Having launched the series at the Monaco Yacht Club last September, Basso is assembling a consortium of stakeholders in the marine and motorsport sectors to prepare working prototypes for testing in Europe in the autumn. The fleet will be developed and manufactured by Italian yacht builder Victory Marine, and there are conversations underway with potential partners for the battery, powertrain and low-voltage systems. Although the vessel specifications will be fixed, drivers – known as ‘pilots’ – will be able to calibrate some of the controls to suit their taste.

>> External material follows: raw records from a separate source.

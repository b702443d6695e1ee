//! Loan lifecycle orchestration for LendLine.
//!
//! Every mutation follows the same protocol: validate against the current
//! snapshot without touching the network, submit and wait for finality,
//! then rebuild the reconciliation cache. Local state is never updated
//! ahead of ledger confirmation, and nothing is resubmitted automatically.

pub mod error;
pub mod guard;
pub mod intent;
pub mod orchestrator;
pub mod validation;

pub use error::{
    LifecycleError, LifecycleResult, PreconditionError, Reconciliation, StaleViewWarning,
};
pub use guard::{InFlightLoans, IssuedIntents, LoanGuard, DEFAULT_INTENT_MEMORY};
pub use intent::{LoanTerms, Mutation, MutationIntent, MutationOutcome};
pub use orchestrator::LifecycleOrchestrator;
pub use validation::{available_actions, check_action, prepare_call};
use std::fs;
use std::io::ErrorKind;
use std::path::Path;

use anyhow::Context;

use lendline_ledger::{InMemoryLedger, LedgerState};

/// Open the simulated ledger persisted at `path`, or a fresh one.
pub fn open_ledger(path: &Path) -> anyhow::Result<InMemoryLedger> {
    match fs::read(path) {
        Ok(bytes) => {
            let state: LedgerState = serde_json::from_slice(&bytes)
                .with_context(|| format!("corrupt ledger state {}", path.display()))?;
            Ok(InMemoryLedger::from_state(state))
        }
        Err(e) if e.kind() == ErrorKind::NotFound => Ok(InMemoryLedger::new()),
        Err(e) => Err(e).with_context(|| format!("reading {}", path.display())),
    }
}

/// Persist the ledger's finalized state to `path`.
pub fn save_ledger(path: &Path, ledger: &InMemoryLedger) -> anyhow::Result<()> {
    if let Some(parent) = path.parent() {
        if !parent.as_os_str().is_empty() {
            fs::create_dir_all(parent)?;
        }
    }
    let json = serde_json::to_vec_pretty(&ledger.export_state())?;
    fs::write(path, json).with_context(|| format!("writing {}", path.display()))
}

The RaceBird 01 will use a 400V electrical architecture and a 30kWh battery offering a runtime of around 40 minutes, suited to the short races. With a focus on technological improvement, Basso says it’s possible that vessels will have cells or modules mounted directly to the hull instead of in a separate pack – similar to emerging automotive trends. This could offer a 10% reduction in the battery weight, improving performance and range.
“We want to start with what we’ve learned in the automotive area and motorsport. In the meantime, we need to understand that we are in a different environment, and we have to try to adapt as much as possible. I’m also well aware of the trends in automotive – we don’t want to propose something that is new for the marine industry but old for the rest of the world,” he continues.
Discoveries made during development will be commercialized quickly. SeaBird Technologies will use experience from the RaceBird to improve the efficiency of its shared hydrofoil vessel, targeting a range of 50 nautical miles. The RaceBird itself will be manufactured by Victory Marine, and Basso says it will benefit from advances in safety systems and waterproofing, which can be adapted for commercial applications.
“Transferring technology from high-end automotive and motorsport into the E1 Series and SeaBird Technologies is part of our vision. Innovation doesn’t have to start with a blank sheet, but with some cross-fertilization across different industries. There could also be lessons learned to be transferred back [to automotive and motorsport applications].”
The series will also address challenges on land. Basso believes the lack of charging in ports is a big obstacle to marine electrification, so the consortium is looking for a partner to develop a suitable system for the RaceBird. The series will install its own charging stations in ports, supplied by local energy supply rather than the glycerine-fueled generators used for Formula E, and boats will be discharged back into the grid at the end of the event.
“We will offer to leave the chargers at host cities, so they can own them and provide them for commercial use,” Basso explains. “People will very likely change their minds when they see fewer barriers to adopting this less impactful method of mobility.”
Early seasons are only a foundation for ongoing development. Depending on the level of interest, which Basso says is already strong, regulations will open up in the third season, enabling the competing teams to improve powertrain efficiency and the hydrodynamics of the foil. These advances could deliver lighter, cheaper, faster, longer-range boats, while reducing the environmental impact of manufacturing.
“I’m a strong believer in the combination of sport and technology to deliver important messages,” concludes Basso. “I believe the marine industry is a bit out of phase with the pressure of public opinion and the reaction of governments and institutions to this public opinion. The shockwave could have a very negative impact on the marine industry if it doesn’t react.”